[co-author: Angela Jimenez]
The United States Supreme Court heard oral arguments in the case mentioned in our prior blog post, Cochise Consultancy v. United States, ex rel. Hunt, 887 F. 3d 1081 (11th Cir. 2018). The main question before the Supreme Court was "whether a relator in a False Claims Act (FCA) qui tam action may ultimately rely on the statute of limitations provision in 31 U.S.C. § 3731(b), when the United States has declined to intervene in the lawsuit and, if so, whether the relator constitutes an 'official of the United States' for purposes of section 3731(b)(2)."

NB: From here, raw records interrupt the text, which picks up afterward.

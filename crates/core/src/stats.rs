//! Dashboard aggregates.

use std::collections::BTreeMap;

use chrono::NaiveDate;
use serde::{Deserialize, Serialize};

use crate::order::Order;
use crate::types::{OrderStatus, Price};

/// Whether refunded orders count toward total sales.
///
/// Cancelled orders never count. Refunded orders were historically counted
/// (their money was received before it was returned); the default leaves
/// them out.
#[derive(Debug, Clone, Copy, PartialEq, Eq, Default, Serialize, Deserialize)]
#[serde(rename_all = "snake_case")]
pub enum RevenuePolicy {
    IncludeRefunded,
    #[default]
    ExcludeRefunded,
}

impl RevenuePolicy {
    /// Whether an order in `status` contributes to revenue.
    #[must_use]
    pub const fn counts(self, status: OrderStatus) -> bool {
        match status {
            OrderStatus::Cancelled => false,
            OrderStatus::Refunded => matches!(self, Self::IncludeRefunded),
            _ => true,
        }
    }
}

#[derive(Debug, Clone, Copy, PartialEq, Eq, Serialize)]
pub struct StatusCount {
    pub status: OrderStatus,
    pub count: u64,
}

#[derive(Debug, Clone, Copy, PartialEq, Eq, Serialize)]
#[serde(rename_all = "camelCase")]
pub struct DailySales {
    pub date: NaiveDate,
    pub orders: u64,
    pub sales: Price,
}

/// Summary numbers for the dashboard landing page.
#[derive(Debug, Clone, PartialEq, Eq, Serialize)]
#[serde(rename_all = "camelCase")]
pub struct DashboardStats {
    pub total_sales: Price,
    pub total_orders: u64,
    pub total_cancelled_orders: u64,
    pub total_cancelled_amount: Price,
    pub products_count: u64,
    /// One entry per status, in lifecycle order, zero counts included.
    pub status_breakdown: Vec<StatusCount>,
    /// Revenue per UTC day of `createdAt`, oldest first.
    pub sales_trend: Vec<DailySales>,
}

impl DashboardStats {
    pub fn compute<'a, I>(orders: I, products_count: u64, policy: RevenuePolicy) -> Self
    where
        I: IntoIterator<Item = &'a Order>,
    {
        let mut total_sales = Price::ZERO;
        let mut total_orders = 0_u64;
        let mut total_cancelled_orders = 0_u64;
        let mut total_cancelled_amount = Price::ZERO;
        let mut by_status = [0_u64; OrderStatus::ALL.len()];
        let mut by_day: BTreeMap<NaiveDate, (u64, Price)> = BTreeMap::new();

        for order in orders {
            total_orders += 1;
            if let Some(slot) = OrderStatus::ALL
                .iter()
                .position(|s| *s == order.status)
                .and_then(|i| by_status.get_mut(i))
            {
                *slot += 1;
            }

            if order.status == OrderStatus::Cancelled {
                total_cancelled_orders += 1;
                total_cancelled_amount = total_cancelled_amount + order.total_amount;
            }
            if policy.counts(order.status) {
                total_sales = total_sales + order.total_amount;
                let day = by_day
                    .entry(order.created_at.date_naive())
                    .or_insert((0, Price::ZERO));
                day.0 += 1;
                day.1 = day.1 + order.total_amount;
            }
        }

        Self {
            total_sales,
            total_orders,
            total_cancelled_orders,
            total_cancelled_amount,
            products_count,
            status_breakdown: OrderStatus::ALL
                .into_iter()
                .zip(by_status)
                .map(|(status, count)| StatusCount { status, count })
                .collect(),
            sales_trend: by_day
                .into_iter()
                .map(|(date, (orders, sales))| DailySales { date, orders, sales })
                .collect(),
        }
    }
}

#[cfg(test)]
#[allow(clippy::unwrap_used)]
mod tests {
    use chrono::{Duration, Utc};

    use super::*;
    use crate::order::fixtures::{placed, with_status};

    fn sample() -> Vec<Order> {
        let now = Utc::now();
        vec![
            with_status(placed("ORD-1", now), OrderStatus::Delivered),
            with_status(placed("ORD-2", now), OrderStatus::Cancelled),
            with_status(placed("ORD-3", now - Duration::days(1)), OrderStatus::Refunded),
            placed("ORD-4", now - Duration::days(1)),
        ]
    }

    #[test]
    fn default_policy_excludes_refunded() {
        let stats = DashboardStats::compute(&sample(), 12, RevenuePolicy::default());
        assert_eq!(stats.total_orders, 4);
        assert_eq!(stats.total_sales, Price::from_rupees(1000));
        assert_eq!(stats.products_count, 12);
    }

    #[test]
    fn include_refunded_counts_refunds_as_sales() {
        let stats = DashboardStats::compute(&sample(), 0, RevenuePolicy::IncludeRefunded);
        assert_eq!(stats.total_sales, Price::from_rupees(1500));
    }

    #[test]
    fn cancelled_totals_only_count_cancelled() {
        let stats = DashboardStats::compute(&sample(), 0, RevenuePolicy::IncludeRefunded);
        assert_eq!(stats.total_cancelled_orders, 1);
        assert_eq!(stats.total_cancelled_amount, Price::from_rupees(500));
    }

    #[test]
    fn breakdown_lists_every_status() {
        let stats = DashboardStats::compute(&sample(), 0, RevenuePolicy::default());
        assert_eq!(stats.status_breakdown.len(), OrderStatus::ALL.len());
        let total: u64 = stats.status_breakdown.iter().map(|s| s.count).sum();
        assert_eq!(total, 4);
        let shipped = stats
            .status_breakdown
            .iter()
            .find(|s| s.status == OrderStatus::Shipped)
            .unwrap();
        assert_eq!(shipped.count, 0);
    }

    #[test]
    fn trend_is_oldest_first() {
        let stats = DashboardStats::compute(&sample(), 0, RevenuePolicy::default());
        assert_eq!(stats.sales_trend.len(), 2);
        assert!(stats.sales_trend[0].date < stats.sales_trend[1].date);
        assert_eq!(stats.sales_trend[0].sales, Price::from_rupees(500));
    }

    #[test]
    fn empty_store_is_all_zero() {
        let stats = DashboardStats::compute(&Vec::<Order>::new(), 0, RevenuePolicy::default());
        assert_eq!(stats.total_sales, Price::ZERO);
        assert!(stats.sales_trend.is_empty());
    }
}
//! Persistence for the admin backend.
//!
//! # Tables
//!
//! - `orders` - Order documents (line items as JSONB)
//! - `products` - Catalogue entries (only counted by the dashboard)
//! - `company_details` - Singleton company record for invoices
//! - `admin_users` - Admin logins with argon2 password hashes
//! - `tower_sessions.session` - Session storage
//!
//! Each concern is a trait so handlers can run against `PostgreSQL` in
//! production and [`memory::MemoryStore`] in tests.
//!
//! # Migrations
//!
//! Migrations are stored in `crates/admin/migrations/` and run via:
//! ```bash
//! cargo run -p shopdesk-cli -- migrate
//! ```

pub mod admin_users;
pub mod company;
pub mod memory;
pub mod orders;
pub mod products;

use std::time::Duration;

use async_trait::async_trait;
use secrecy::ExposeSecret;
use sqlx::PgPool;
use sqlx::postgres::PgPoolOptions;
use thiserror::Error;

use shopdesk_core::{AdminRole, CompanyDetails, Order, OrderFilter, OrderId, StateGuard};

use crate::models::AdminUser;

pub use admin_users::PgAdminUserStore;
pub use company::PgCompanyStore;
pub use memory::MemoryStore;
pub use orders::PgOrderStore;
pub use products::PgProductStore;

/// Errors that can occur during repository operations.
#[derive(Debug, Error)]
pub enum RepositoryError {
    /// Database error from sqlx.
    #[error("database error: {0}")]
    Database(#[from] sqlx::Error),

    /// Data in the database is corrupted or invalid.
    #[error("data corruption: {0}")]
    DataCorruption(String),

    /// Constraint violation (e.g., duplicate order id).
    #[error("constraint violation: {0}")]
    Conflict(String),
}

/// Order documents.
#[async_trait]
pub trait OrderStore: Send + Sync {
    async fn get(&self, order_id: &OrderId) -> Result<Option<Order>, RepositoryError>;

    /// Orders matching `filter`, newest first.
    async fn find(&self, filter: &OrderFilter) -> Result<Vec<Order>, RepositoryError>;

    /// Store a newly placed order.
    ///
    /// Returns [`RepositoryError::Conflict`] if the order id is taken.
    async fn insert(&self, order: &Order) -> Result<(), RepositoryError>;

    /// Replace the mutable fields of `order` if the stored order still
    /// matches `expected`.
    ///
    /// Returns `false` when the guard missed (another writer got there
    /// first, or the order does not exist).
    async fn update_if(&self, expected: StateGuard, order: &Order)
    -> Result<bool, RepositoryError>;

    /// Cheap connectivity check for the readiness route.
    async fn ping(&self) -> Result<(), RepositoryError>;
}

/// The singleton company record.
#[async_trait]
pub trait CompanyStore: Send + Sync {
    async fn get(&self) -> Result<Option<CompanyDetails>, RepositoryError>;
    async fn upsert(&self, details: &CompanyDetails) -> Result<CompanyDetails, RepositoryError>;
}

/// The product catalogue, as far as the dashboard needs it.
#[async_trait]
pub trait ProductStore: Send + Sync {
    async fn count(&self) -> Result<u64, RepositoryError>;
}

/// Admin logins.
#[async_trait]
pub trait AdminUserStore: Send + Sync {
    async fn find_by_username(&self, username: &str) -> Result<Option<AdminUser>, RepositoryError>;

    /// Returns [`RepositoryError::Conflict`] if the username is taken.
    async fn create(
        &self,
        username: &str,
        password_hash: &str,
        role: AdminRole,
    ) -> Result<AdminUser, RepositoryError>;
}

/// Create a `PostgreSQL` connection pool with sensible defaults.
///
/// # Errors
///
/// Returns `sqlx::Error` if the connection cannot be established.
pub async fn create_pool(database_url: &secrecy::SecretString) -> Result<PgPool, sqlx::Error> {
    PgPoolOptions::new()
        .max_connections(10)
        .min_connections(2)
        .acquire_timeout(Duration::from_secs(10))
        .connect(database_url.expose_secret())
        .await
}

/// Map a unique-constraint violation to [`RepositoryError::Conflict`].
fn conflict_or_database(err: sqlx::Error, what: &str) -> RepositoryError {
    if let sqlx::Error::Database(ref db_err) = err
        && db_err.is_unique_violation()
    {
        return RepositoryError::Conflict(format!("{what} already exists"));
    }
    RepositoryError::Database(err)
}

fn count_to_u64(count: i64) -> Result<u64, RepositoryError> {
    u64::try_from(count)
        .map_err(|_| RepositoryError::DataCorruption(format!("negative row count {count}")))
}
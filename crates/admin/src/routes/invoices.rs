//! Invoice lookup by customer mobile.

use axum::{
    Json,
    extract::{Query, State},
};
use serde::Deserialize;
use tracing::instrument;

use shopdesk_core::invoice::Invoice;

use crate::error::AppError;
use crate::middleware::RequireAdminAuth;
use crate::state::AppState;

#[derive(Debug, Default, Deserialize)]
pub struct InvoiceQuery {
    #[serde(default)]
    pub mobile: String,
}

#[instrument(skip(_admin, state))]
pub async fn index(
    RequireAdminAuth(_admin): RequireAdminAuth,
    State(state): State<AppState>,
    Query(query): Query<InvoiceQuery>,
) -> Result<Json<Vec<Invoice>>, AppError> {
    Ok(Json(state.orders().invoices_for_mobile(&query.mobile).await?))
}
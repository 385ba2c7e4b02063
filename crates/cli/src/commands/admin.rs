//! Admin user management commands.
//!
//! # Usage
//!
//! ```bash
//! ADMIN_PASSWORD='...' sd-cli admin create -u priya -r admin
//! ```
//!
//! Without `ADMIN_PASSWORD` the password is read from the first line of stdin,
//! so it never appears in shell history or the process list.
//!
//! # Environment Variables
//!
//! - `ADMIN_DATABASE_URL` - `PostgreSQL` connection string for admin database
//! - `ADMIN_PASSWORD` - Password for the new admin (optional)

use std::io::BufRead;
use std::sync::Arc;

use secrecy::SecretString;
use thiserror::Error;

use shopdesk_admin::db::PgAdminUserStore;
use shopdesk_admin::services::{AdminAuthError, AdminAuthService};
use shopdesk_core::AdminRole;

use super::{CommandError, connect};

/// Errors that can occur during admin operations.
#[derive(Debug, Error)]
pub enum AdminError {
    #[error(transparent)]
    Connect(#[from] CommandError),

    /// Invalid role.
    #[error("Invalid role: {0}. Valid roles: super_admin, admin")]
    InvalidRole(String),

    /// Password could not be read.
    #[error("Could not read password: {0}")]
    Password(#[from] std::io::Error),

    /// Creation rejected (duplicate, weak password, database).
    #[error(transparent)]
    Auth(#[from] AdminAuthError),
}

/// Create a new admin user.
///
/// # Errors
///
/// Returns an error for an unknown role, an unreadable or short password, a
/// duplicate username or a database failure.
pub async fn create_user(username: &str, role: &str) -> Result<(), AdminError> {
    let role: AdminRole = role
        .parse()
        .map_err(|_| AdminError::InvalidRole(role.to_owned()))?;

    let password = read_password()?;
    let pool = connect().await?;

    tracing::info!("Creating admin user: {} ({})", username, role);

    let auth = AdminAuthService::new(None, Arc::new(PgAdminUserStore::new(pool)))?;
    let user = auth.create_admin(username, &password, role).await?;

    tracing::info!(
        "Admin user created successfully! ID: {}, Username: {}, Role: {}",
        user.id,
        user.username,
        user.role
    );
    Ok(())
}

fn read_password() -> Result<SecretString, std::io::Error> {
    if let Ok(password) = std::env::var("ADMIN_PASSWORD")
        && !password.is_empty()
    {
        return Ok(SecretString::from(password));
    }

    tracing::info!("Reading password from stdin...");
    let mut line = String::new();
    std::io::stdin().lock().read_line(&mut line)?;
    Ok(SecretString::from(line.trim_end_matches(['\r', '\n']).to_string()))
}
//! In-memory stores for tests and local demos.
//!
//! One [`MemoryStore`] implements every store trait. Each method takes the
//! lock once, so `update_if` is as atomic as the conditional `UPDATE` in
//! the `PostgreSQL` store.

use std::collections::HashMap;

use async_trait::async_trait;
use chrono::Utc;
use secrecy::SecretString;
use tokio::sync::RwLock;

use shopdesk_core::query::sort_newest_first;
use shopdesk_core::{
    AdminRole, AdminUserId, CompanyDetails, Order, OrderFilter, OrderId, StateGuard,
};

use super::{AdminUserStore, CompanyStore, OrderStore, ProductStore, RepositoryError};
use crate::models::AdminUser;

#[derive(Debug, Default)]
struct Inner {
    orders: HashMap<OrderId, Order>,
    company: Option<CompanyDetails>,
    products: u64,
    admins: Vec<AdminUser>,
}

#[derive(Debug, Default)]
pub struct MemoryStore {
    inner: RwLock<Inner>,
}

impl MemoryStore {
    #[must_use]
    pub fn new() -> Self {
        Self::default()
    }

    /// Set the number of catalogue products reported by [`ProductStore::count`].
    pub async fn set_products_count(&self, count: u64) {
        self.inner.write().await.products = count;
    }
}

#[async_trait]
impl OrderStore for MemoryStore {
    async fn get(&self, order_id: &OrderId) -> Result<Option<Order>, RepositoryError> {
        Ok(self.inner.read().await.orders.get(order_id).cloned())
    }

    async fn find(&self, filter: &OrderFilter) -> Result<Vec<Order>, RepositoryError> {
        let inner = self.inner.read().await;
        let mut found = filter.apply(inner.orders.values().cloned());
        sort_newest_first(&mut found);
        Ok(found)
    }

    async fn insert(&self, order: &Order) -> Result<(), RepositoryError> {
        let mut inner = self.inner.write().await;
        if inner.orders.contains_key(&order.order_id) {
            return Err(RepositoryError::Conflict(format!(
                "order {} already exists",
                order.order_id
            )));
        }
        inner.orders.insert(order.order_id.clone(), order.clone());
        Ok(())
    }

    async fn update_if(
        &self,
        expected: StateGuard,
        order: &Order,
    ) -> Result<bool, RepositoryError> {
        let mut inner = self.inner.write().await;
        match inner.orders.get_mut(&order.order_id) {
            Some(stored) if stored.guard() == expected => {
                *stored = order.clone();
                Ok(true)
            }
            _ => Ok(false),
        }
    }

    async fn ping(&self) -> Result<(), RepositoryError> {
        Ok(())
    }
}

#[async_trait]
impl CompanyStore for MemoryStore {
    async fn get(&self) -> Result<Option<CompanyDetails>, RepositoryError> {
        Ok(self.inner.read().await.company.clone())
    }

    async fn upsert(&self, details: &CompanyDetails) -> Result<CompanyDetails, RepositoryError> {
        self.inner.write().await.company = Some(details.clone());
        Ok(details.clone())
    }
}

#[async_trait]
impl ProductStore for MemoryStore {
    async fn count(&self) -> Result<u64, RepositoryError> {
        Ok(self.inner.read().await.products)
    }
}

#[async_trait]
impl AdminUserStore for MemoryStore {
    async fn find_by_username(&self, username: &str) -> Result<Option<AdminUser>, RepositoryError> {
        let inner = self.inner.read().await;
        Ok(inner.admins.iter().find(|a| a.username == username).cloned())
    }

    async fn create(
        &self,
        username: &str,
        password_hash: &str,
        role: AdminRole,
    ) -> Result<AdminUser, RepositoryError> {
        let mut inner = self.inner.write().await;
        if inner.admins.iter().any(|a| a.username == username) {
            return Err(RepositoryError::Conflict(format!(
                "admin user {username} already exists"
            )));
        }

        let id = i32::try_from(inner.admins.len() + 1)
            .map_err(|_| RepositoryError::DataCorruption("admin id overflow".into()))?;
        let now = Utc::now();
        let user = AdminUser {
            id: AdminUserId::new(id),
            username: username.to_string(),
            password_hash: SecretString::from(password_hash.to_string()),
            role,
            created_at: now,
            updated_at: now,
        };
        inner.admins.push(user.clone());
        Ok(user)
    }
}

#[cfg(test)]
#[allow(clippy::unwrap_used)]
mod tests {
    use chrono::Duration;
    use shopdesk_core::{
        Customer, LineItem, NewOrder, OrderStatus, PaymentStatus, Price, cancellation,
    };

    use super::*;

    fn order(id: &str) -> Order {
        NewOrder {
            order_id: OrderId::new(id),
            customer: Customer {
                name: "Ravi Kumar".into(),
                mobile: "9988776655".into(),
                address: "4 Park Street, Kolkata".into(),
            },
            products: vec![LineItem {
                name: "Kettle".into(),
                quantity: 1,
                price: Price::from_rupees(900),
            }],
            payment_id: None,
            payment_status: PaymentStatus::Pending,
        }
        .place(Utc::now())
        .unwrap()
    }

    #[tokio::test]
    async fn duplicate_insert_conflicts() {
        let store = MemoryStore::new();
        store.insert(&order("ORD-1")).await.unwrap();
        let err = store.insert(&order("ORD-1")).await.unwrap_err();
        assert!(matches!(err, RepositoryError::Conflict(_)));
    }

    #[tokio::test]
    async fn update_if_misses_on_stale_guard() {
        let store = MemoryStore::new();
        let placed = order("ORD-2");
        store.insert(&placed).await.unwrap();

        let mut confirmed = placed.clone();
        confirmed.status = OrderStatus::Confirmed;
        assert!(store.update_if(placed.guard(), &confirmed).await.unwrap());

        // Second writer still believes the order is placed.
        let mut cancelled = placed.clone();
        cancelled.status = OrderStatus::Cancelled;
        assert!(!store.update_if(placed.guard(), &cancelled).await.unwrap());

        let stored = OrderStore::get(&store, &placed.order_id).await.unwrap().unwrap();
        assert_eq!(stored.status, OrderStatus::Confirmed);
    }

    #[tokio::test]
    async fn update_if_misses_after_request_is_reopened() {
        let store = MemoryStore::new();
        let placed = order("ORD-3");
        store.insert(&placed).await.unwrap();

        let t0 = Utc::now();
        let first = cancellation::request(&placed, Some("reason A".into()), t0).unwrap();
        assert!(store.update_if(placed.guard(), &first).await.unwrap());

        // Approval prepared against the first request, written late.
        let stale = cancellation::approve(&first, t0).unwrap();

        let rejected = cancellation::reject(&first, t0 + Duration::seconds(1)).unwrap();
        assert!(store.update_if(first.guard(), &rejected).await.unwrap());
        let second = cancellation::request(
            &rejected,
            Some("reason B".into()),
            t0 + Duration::seconds(2),
        )
        .unwrap();
        assert!(store.update_if(rejected.guard(), &second).await.unwrap());
        assert_eq!(first.guard().cancellation, second.guard().cancellation);

        assert!(!store.update_if(first.guard(), &stale).await.unwrap());

        let stored = OrderStore::get(&store, &placed.order_id).await.unwrap().unwrap();
        assert_eq!(stored.status, OrderStatus::Placed);
        let request = stored.pending_cancellation().unwrap();
        assert_eq!(request.reason.as_deref(), Some("reason B"));
    }

    #[tokio::test]
    async fn admin_usernames_are_unique() {
        let store = MemoryStore::new();
        store.create("priya", "$argon2id$x", AdminRole::Admin).await.unwrap();
        let err = store.create("priya", "$argon2id$y", AdminRole::Admin).await.unwrap_err();
        assert!(matches!(err, RepositoryError::Conflict(_)));
    }
}
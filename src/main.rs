use anyhow::{bail, Context as _, Result};
use tracing::info;
use tracing_subscriber::EnvFilter;
use update_dependencies::Config;

//────────────────── main
fn main() -> Result<()> {
    tracing_subscriber::fmt()
        .with_env_filter(
            EnvFilter::try_from_default_env().unwrap_or_else(|_| EnvFilter::new("info")),
        )
        .with_writer(std::io::stderr)
        .init();

    let config = Config::global();

    let missing = config.missing_required();
    if !missing.is_empty() {
        bail!("missing required environment variables: {}", missing.join(", "));
    }

    let summary = config.summary().context("Failed to resolve configuration")?;
    info!(
        "Updating {}/{} ({}) as {}",
        summary.github_upstream_owner,
        summary.github_project,
        summary.github_upstream_branch,
        summary.user_name
    );

    let json = serde_json::to_string_pretty(&summary).context("Failed to serialize configuration")?;
    println!("{json}");
    Ok(())
}
pub mod config;
pub mod env;
pub mod error;
pub mod setting;

pub use config::{parse_notifications, Config, ConfigSummary};
pub use env::{defaults, vars, Environment, ProcessEnv};
pub use error::ConfigError;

Section 3731(b) requires an FCA case be filed within (1) six years after the date on which the violation is committed; or (2) three years after the date when facts material to the right of action are known or reasonably should have been known by an official of the United States charged with responsibility to act in the circumstances, but in no event more than 10 years after the date on which the violation is committed, whichever occurs last. Relator Hunt filed his case within three years of informing the Federal Bureau of Investigation (FBI) of his allegations, but outside the standard six-year limitations period. The Supreme Court's ruling in Cochise will determine whether the discovery rule in the FCA statute of limitations should apply to qui tam suits where the government has not intervened.
Cochise's counsel argued that a statutory reading of § 3731(b)(2) implies that it only applies to the United States only, and the statute of limitations is triggered based on the knowledge of the "official of the United States charged with the responsibility to act under the circumstances." On the other hand, relator Hunt argued that § 3731(b)(2) statute of limitations applies both to the United States and to relators. In support of the relator's position, the United States argued that relators and the United States have the same filing deadlines under both paragraphs (b)(1) and (b)(2) whether or not the government initiates or intervenes in the lawsuit.
During oral arguments, the questions by the Justices suggested that the Supreme Court may be taking a textual view of the FCA statutory provisions and favoring an interpretation that allows relators to take advantage of the additional limitation period in section 3731(b)(2).
Interestingly, the Justices also inquired into who is "an official of the United States charged with responsibility to act in the circumstances" for purposes of § 3731(b). In response, the government argued that "the official charged is cabined to the Department of Justice." The government explained that "[i]f it could be any government official, then that screening process that Congress designed would not [work]." The government emphasized that "[t]here isn't anyone in the FBI or the Office of Inspector General (OIG) or the contracting agency who's responsible for protecting the government's rights" under the statute.
The government's position in Cochise seems to be contrary to some case law allowing knowledge of officials other than those at the Department of Justice (DOJ) to trigger governmental knowledge for purposes of § 3731(b) under certain circumstances. See, e.g. United States v. Intrados/Int'l Mgmt. Group., 265 F. Supp. 2d 1, 12 (D.D.C. 2002) (finding that regardless of whether Section 3731(b) is interpreted so that DOJ is deemed to be the responsible party charged with uncovering fraud, DOJ should have known material facts giving rise to action when a DCAA audit was released); United States v. Tech Refrigeration, 143 F. Supp. 2d 1006, 1008-10 (N.D. Ill. 2001) (finding that the term "official of the United States charged with responsibility to act' . . . means pertinent DOJ officials, but under some circumstances the knowledge of other government agencies might trigger the FCA statute of limitations); United States v. Kensington Hospital, 1993 WL 21446 (E.D. Pa. 1993) (holding that the responsible government official whose requisite knowledge causes the statute to run was not limited to a representative of the DOJ, but also included special agents of the Internal Revenue (IRS) and FBI, as sufficient to cause the statute of limitations to run).
In addition to determining whether relators may take advantage of the additional limitations period, the Supreme Court's decision may also provide clarity as to which governmental agency is deemed "an official of the United States" to trigger the statute of limitations period under § 3731(b).